An African-American Woman Reflects on the Transgender Movement

But what if it were really possible for me to become white or for Pecola to acquire blue eyes? Would that be the end of the story—the happily ever after? Would changing our physical appearance magically erase all our issues of self-esteem and self-worth?

No, of course not. The eyes and the skin color were never the problem: racism and abuse were. We would only be putting a Band-Aid on the real issue. The many men and women who “passed” as white during America’s shameful Jim Crow era may have gained the social privileges bestowed by being white, but they also lost their heritage, their family ties, and their integrity, thanks to the lie they were forced to tell every single day.
— by Nuriddeen Knight

According to gender theory, there are three things that go into gender: the sex nature has assigned a person, the cultural understanding of that sex, and one's own mental gender. A male is cis-gendered (as opposed to transgendered) if he has male sexual organs, he fits in to the social roles of being a man, and mentally he is a man.
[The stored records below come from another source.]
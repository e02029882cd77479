//! Bounded in-memory cache of `Block`s. Owns a `PriorityQueue` keyed by
//! `(column, tail_flag, block_num)`, a dirty set, reentrant pin counts, and
//! evict flags for blocks evicted while still pinned. See spec section 4.3.

use std::collections::{HashMap, HashSet};
use std::path::{Path, PathBuf};
use std::sync::Mutex;

use log::{debug, trace};

use crate::block::Block;
use crate::cache_policy::CachePolicy;
use crate::config::Config;
use crate::errors::DatabaseError;
use crate::page::Page;
use crate::priority_queue::PriorityQueue;

#[derive(Debug, Clone, PartialEq, Eq, Hash)]
pub struct BlockKey {
    pub column: usize,
    pub tail: bool,
    pub block_num: usize,
}

pub struct BufferPoolStats {
    pub blocks_resident: usize,
    pub dirty_blocks: usize,
    pub pins_outstanding: usize,
}

struct Inner {
    queue: PriorityQueue<BlockKey, Block>,
    dirty: HashSet<BlockKey>,
    pin_counts: HashMap<BlockKey, usize>,
    evict_flag: HashSet<BlockKey>,
    /// Blocks removed from `queue` by eviction while still pinned; their
    /// final write-back is deferred until the last matching `unpin`.
    evicted_pending: HashMap<BlockKey, Block>,
}

pub struct BufferPool {
    base_path: PathBuf,
    cells_per_page: usize,
    cell_size: usize,
    pages_per_block: usize,
    inner: Mutex<Inner>,
}

impl BufferPool {
    pub fn new(base_path: impl AsRef<Path>, config: &Config) -> Result<Self, DatabaseError> {
        Self::with_policy(base_path, config, CachePolicy::Lru)
    }

    pub fn with_policy(
        base_path: impl AsRef<Path>,
        config: &Config,
        policy: CachePolicy,
    ) -> Result<Self, DatabaseError> {
        Ok(BufferPool {
            base_path: base_path.as_ref().to_path_buf(),
            cells_per_page: config.cells_per_page(),
            cell_size: config.cell_size,
            pages_per_block: config.pages_per_block,
            inner: Mutex::new(Inner {
                queue: PriorityQueue::new(config.pool_max_blocks, policy)?,
                dirty: HashSet::new(),
                pin_counts: HashMap::new(),
                evict_flag: HashSet::new(),
                evicted_pending: HashMap::new(),
            }),
        })
    }

    fn block_path(&self, column: usize, tail: bool, block_num: usize) -> PathBuf {
        self.base_path
            .join(if tail { "tail" } else { "base" })
            .join(column.to_string())
            .join(format!("0.{}.data", block_num))
    }

    fn key_for(&self, page_num: usize, column: usize, tail: bool) -> (BlockKey, usize) {
        let block_num = page_num / self.pages_per_block;
        let offset = page_num % self.pages_per_block;
        (
            BlockKey {
                column,
                tail,
                block_num,
            },
            offset,
        )
    }

    fn pin(inner: &mut Inner, key: &BlockKey) {
        *inner.pin_counts.entry(key.clone()).or_insert(0) += 1;
    }

    fn unpin(inner: &mut Inner, key: &BlockKey) -> Result<(), DatabaseError> {
        let count = inner
            .pin_counts
            .get_mut(key)
            .expect("unpin called without a matching pin");
        assert!(*count > 0, "pin count went negative for {:?}", key);
        *count -= 1;
        if *count == 0 {
            inner.pin_counts.remove(key);
            if inner.evict_flag.remove(key) {
                if let Some(mut block) = inner.evicted_pending.remove(key) {
                    block.write()?;
                    inner.dirty.remove(key);
                }
            }
        }
        Ok(())
    }

    /// Ensure the block for `key` is resident in `inner.queue`, loading it
    /// from disk (or creating an empty one) if absent. Handles the eviction
    /// protocol for whatever block, if any, this load displaces.
    fn ensure_loaded(&self, inner: &mut Inner, key: &BlockKey) -> Result<(), DatabaseError> {
        if inner.queue.contains_key(key) {
            inner.queue.push(key.clone(), Block::new("", 0, 0), 0);
            return Ok(());
        }

        let mut block = Block::new(
            self.block_path(key.column, key.tail, key.block_num),
            self.cells_per_page,
            self.cell_size,
        );
        let existed = block.read()?;
        trace!(
            "loaded block column={} tail={} block_num={} existed={}",
            key.column, key.tail, key.block_num, existed
        );

        let evicted = inner.queue.push(key.clone(), block, 0);
        if let Some((ekey, _priority, mut eblock)) = evicted {
            if inner.dirty.contains(&ekey) {
                let pins = *inner.pin_counts.get(&ekey).unwrap_or(&0);
                if pins == 0 {
                    eblock.write()?;
                    inner.dirty.remove(&ekey);
                    debug!("evicted and flushed dirty block {:?}", ekey);
                } else {
                    inner.evict_flag.insert(ekey.clone());
                    inner.evicted_pending.insert(ekey, eblock);
                }
            }
        }
        Ok(())
    }

    /// Append `page` to the owning block; pins, loads, appends, unpins,
    /// marks dirty, and updates cache priority.
    pub fn add_page(
        &self,
        page: Page,
        page_num: usize,
        column: usize,
        tail: bool,
    ) -> Result<(), DatabaseError> {
        let (key, _offset) = self.key_for(page_num, column, tail);
        let mut inner = self.inner.lock().unwrap();
        Self::pin(&mut inner, &key);
        self.ensure_loaded(&mut inner, &key)?;
        inner
            .queue
            .get_mut(&key)
            .expect("just ensured loaded")
            .1
            .append(page);
        inner.dirty.insert(key.clone());
        Self::unpin(&mut inner, &key)?;
        Ok(())
    }

    /// Return the page at `page_num` for `(column, tail)`.
    pub fn get_page(
        &self,
        page_num: usize,
        column: usize,
        tail: bool,
    ) -> Result<Page, DatabaseError> {
        let (key, offset_in_block) = self.key_for(page_num, column, tail);
        let mut inner = self.inner.lock().unwrap();
        Self::pin(&mut inner, &key);
        self.ensure_loaded(&mut inner, &key)?;
        let block = &inner.queue.get(&key).expect("just ensured loaded").1;
        let page = block
            .get_page(offset_in_block)
            .cloned()
            .ok_or(DatabaseError::PhysicalPageNotFound(page_num))?;
        Self::unpin(&mut inner, &key)?;
        Ok(page)
    }

    /// Replace the page at `page_num` within `(column, tail)`.
    pub fn update_page(
        &self,
        page: Page,
        page_num: usize,
        column: usize,
        tail: bool,
    ) -> Result<(), DatabaseError> {
        let (key, offset_in_block) = self.key_for(page_num, column, tail);
        let mut inner = self.inner.lock().unwrap();
        Self::pin(&mut inner, &key);
        self.ensure_loaded(&mut inner, &key)?;
        inner
            .queue
            .get_mut(&key)
            .expect("just ensured loaded")
            .1
            .set_page(offset_in_block, page);
        inner.dirty.insert(key.clone());
        Self::unpin(&mut inner, &key)?;
        Ok(())
    }

    /// Write all dirty blocks to disk and clear the queue and dirty set.
    pub fn flush(&self) -> Result<(), DatabaseError> {
        let mut inner = self.inner.lock().unwrap();
        let dirty_keys: Vec<BlockKey> = inner.dirty.iter().cloned().collect();
        for key in dirty_keys {
            if let Some((_priority, mut block)) = inner.queue.remove(&key) {
                block.write()?;
            } else if let Some(mut block) = inner.evicted_pending.remove(&key) {
                block.write()?;
            }
        }
        inner.dirty.clear();
        inner.evict_flag.clear();
        inner.queue.clear();
        debug!("buffer pool flushed");
        Ok(())
    }

    pub fn stats(&self) -> BufferPoolStats {
        let inner = self.inner.lock().unwrap();
        BufferPoolStats {
            blocks_resident: inner.queue.len(),
            dirty_blocks: inner.dirty.len(),
            pins_outstanding: inner.pin_counts.values().sum(),
        }
    }
}

#[cfg(test)]
mod tests {
    use super::*;
    use tempfile::tempdir;

    fn test_config() -> Config {
        Config {
            pages_per_block: 2,
            pool_max_blocks: 2,
            ..Config::default()
        }
    }

    #[test]
    fn add_then_get_round_trips_within_one_page() {
        let dir = tempdir().unwrap();
        let bp = BufferPool::new(dir.path(), &test_config()).unwrap();

        let mut page = Page::new(test_config().cells_per_page(), 8);
        page.write(123).unwrap();
        bp.add_page(page, 0, 0, false).unwrap();

        let fetched = bp.get_page(0, 0, false).unwrap();
        assert_eq!(fetched.read(0).unwrap(), 123);
    }

    #[test]
    fn update_page_replaces_contents() {
        let dir = tempdir().unwrap();
        let bp = BufferPool::new(dir.path(), &test_config()).unwrap();
        let cfg = test_config();

        let mut page = Page::new(cfg.cells_per_page(), 8);
        page.write(1).unwrap();
        bp.add_page(page, 0, 0, false).unwrap();

        let mut replacement = Page::new(cfg.cells_per_page(), 8);
        replacement.write(999).unwrap();
        bp.update_page(replacement, 0, 0, false).unwrap();

        let fetched = bp.get_page(0, 0, false).unwrap();
        assert_eq!(fetched.read(0).unwrap(), 999);
    }

    #[test]
    fn flush_persists_dirty_blocks_and_resets_cache() {
        let dir = tempdir().unwrap();
        let cfg = test_config();
        let bp = BufferPool::new(dir.path(), &cfg).unwrap();

        let mut page = Page::new(cfg.cells_per_page(), 8);
        page.write(55).unwrap();
        bp.add_page(page, 0, 0, false).unwrap();
        bp.flush().unwrap();

        let stats = bp.stats();
        assert_eq!(stats.blocks_resident, 0);
        assert_eq!(stats.dirty_blocks, 0);

        // Reading again should reload from disk with the flushed value intact.
        let fetched = bp.get_page(0, 0, false).unwrap();
        assert_eq!(fetched.read(0).unwrap(), 55);
    }

    #[test]
    fn eviction_flushes_dirty_blocks_under_capacity_pressure() {
        let dir = tempdir().unwrap();
        let cfg = test_config(); // pool_max_blocks = 2, pages_per_block = 2
        let bp = BufferPool::new(dir.path(), &cfg).unwrap();

        // Column 0, block 0; column 1, block 0; column 2, block 0 -> 3 distinct
        // blocks through a 2-block cache, forcing at least one eviction.
        for column in 0..3 {
            let mut page = Page::new(cfg.cells_per_page(), 8);
            page.write(100 + column as i64).unwrap();
            bp.add_page(page, 0, column, false).unwrap();
        }

        for column in 0..3 {
            let fetched = bp.get_page(0, column, false).unwrap();
            assert_eq!(fetched.read(0).unwrap(), 100 + column as i64);
        }
    }
}
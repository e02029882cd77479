//! Thin PyO3 shell over `Database`/`Table`/`Transaction`. The query surface
//! itself is out of core scope per spec section 6 ("contracts only"); this
//! module exists to expose the contracts, not to add behavior of its own.

use std::sync::{Arc, Mutex};

use pyo3::exceptions::PyValueError;
use pyo3::prelude::*;

use crate::database::Database;
use crate::query::{QueryArgs, QueryOutcome, QueryWrapper};
use crate::table::Table;
use crate::transaction::Transaction;

fn to_py_err(err: crate::errors::DatabaseError) -> PyErr {
    PyValueError::new_err(err.to_string())
}

#[pyclass(name = "Database")]
pub struct PyDatabase {
    inner: Mutex<Database>,
}

#[pymethods]
impl PyDatabase {
    #[new]
    pub fn new(path: String) -> PyResult<Self> {
        Ok(PyDatabase {
            inner: Mutex::new(Database::open(path).map_err(to_py_err)?),
        })
    }

    pub fn close(&self) -> PyResult<()> {
        self.inner.lock().unwrap().close().map_err(to_py_err)
    }

    #[pyo3(signature = (name, num_columns, pk_index, force_merge=false, merge_interval=None))]
    pub fn create_table(
        &self,
        name: String,
        num_columns: usize,
        pk_index: usize,
        force_merge: bool,
        merge_interval: Option<u64>,
    ) -> PyResult<PyTable> {
        let table = self
            .inner
            .lock()
            .unwrap()
            .create_table_with_merge_policy(&name, num_columns, pk_index, force_merge, merge_interval)
            .map_err(to_py_err)?;
        Ok(PyTable { inner: table })
    }

    pub fn drop_table(&self, name: String) -> PyResult<()> {
        self.inner.lock().unwrap().drop_table(&name).map_err(to_py_err)
    }

    pub fn get_table(&self, name: String) -> PyResult<PyTable> {
        let table = self.inner.lock().unwrap().get_table(&name).map_err(to_py_err)?;
        Ok(PyTable { inner: table })
    }
}

#[pyclass(name = "Table")]
#[derive(Clone)]
pub struct PyTable {
    inner: Arc<Table>,
}

#[pymethods]
impl PyTable {
    pub fn insert(&self, values: Vec<i64>) -> bool {
        self.inner.insert(values)
    }

    #[pyo3(signature = (key, projection))]
    pub fn select(&self, key: i64, projection: Vec<bool>) -> Vec<Vec<i64>> {
        self.inner.select(key, projection)
    }

    #[pyo3(signature = (key, projection, relative_version))]
    pub fn select_version(&self, key: i64, projection: Vec<bool>, relative_version: i64) -> Vec<Vec<i64>> {
        self.inner.select_version(key, projection, relative_version)
    }

    pub fn update(&self, key: i64, values: Vec<Option<i64>>) -> bool {
        self.inner.update(key, values)
    }

    pub fn delete(&self, key: i64) -> bool {
        self.inner.delete(key)
    }

    pub fn sum(&self, lo: i64, hi: i64, column: usize) -> Option<i64> {
        self.inner.sum(lo, hi, column)
    }

    pub fn sum_version(&self, lo: i64, hi: i64, column: usize, relative_version: i64) -> Option<i64> {
        self.inner.sum_version(lo, hi, column, relative_version)
    }

    pub fn increment(&self, key: i64, column: usize) -> bool {
        self.inner.increment(key, column)
    }

    pub fn merge(&self) -> PyResult<()> {
        self.inner.merge(&self.inner.all_tail_pages()).map_err(to_py_err)
    }

    pub fn close(&self) -> PyResult<()> {
        self.inner.close().map_err(to_py_err)
    }
}

/// A batch of queries against one table, committed or rolled back together.
#[pyclass(name = "Transaction")]
pub struct PyTransaction {
    table: Arc<Table>,
    transaction: Transaction,
}

#[pymethods]
impl PyTransaction {
    #[new]
    pub fn new(table: &PyTable, txn_id: u64) -> Self {
        PyTransaction {
            table: table.inner.clone(),
            transaction: Transaction::new(txn_id),
        }
    }

    pub fn add_insert(&mut self, values: Vec<i64>) {
        self.transaction.push(QueryWrapper::new(QueryArgs::Insert(values)));
    }

    pub fn add_update(&mut self, key: i64, values: Vec<Option<i64>>) {
        self.transaction
            .push(QueryWrapper::new(QueryArgs::Update { key, values }));
    }

    pub fn add_delete(&mut self, key: i64) {
        self.transaction.push(QueryWrapper::new(QueryArgs::Delete { key }));
    }

    pub fn add_select(&mut self, key: i64, projection: Vec<bool>) {
        self.transaction
            .push(QueryWrapper::new(QueryArgs::Select { key, projection }));
    }

    /// Run every queued query. Returns `true` on commit, `false` on abort
    /// (lock conflict or permanent logical failure).
    pub fn run(&mut self) -> bool {
        let results = self.transaction.run(&self.table);
        results.iter().all(Option::is_some)
    }
}

impl From<QueryOutcome> for PyObject {
    fn from(outcome: QueryOutcome) -> Self {
        Python::with_gil(|py| match outcome {
            QueryOutcome::Inserted | QueryOutcome::Deleted | QueryOutcome::Updated => true.into_py(py),
            QueryOutcome::Rows(rows) => rows.into_py(py),
            QueryOutcome::Sum(total) => total.into_py(py),
        })
    }
}

pub fn register(m: &PyModule) -> PyResult<()> {
    m.add_class::<PyDatabase>()?;
    m.add_class::<PyTable>()?;
    m.add_class::<PyTransaction>()?;
    Ok(())
}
But what if you have a man's body, but view yourself as a woman? Are you mentally ill or are you transgendered? When my mind does not agree with reality, does it make sense to say that surgery and make-up will force reality to agree with my mind? Is not the very measurement of mental illness: how far the mind disagrees with reality?

Paradoxically, the more our society tries to free itself from gender stereotypes, the more it becomes enslaved to them. By saying that people can be born in a body of the wrong gender, transgender activists are saying there is a set of feelings that are only allocated to women and another set for men. Therefore, they believe, those who feel things that do not conform to their sex’s acceptable set of feelings must outwardly change their gender to match their mind.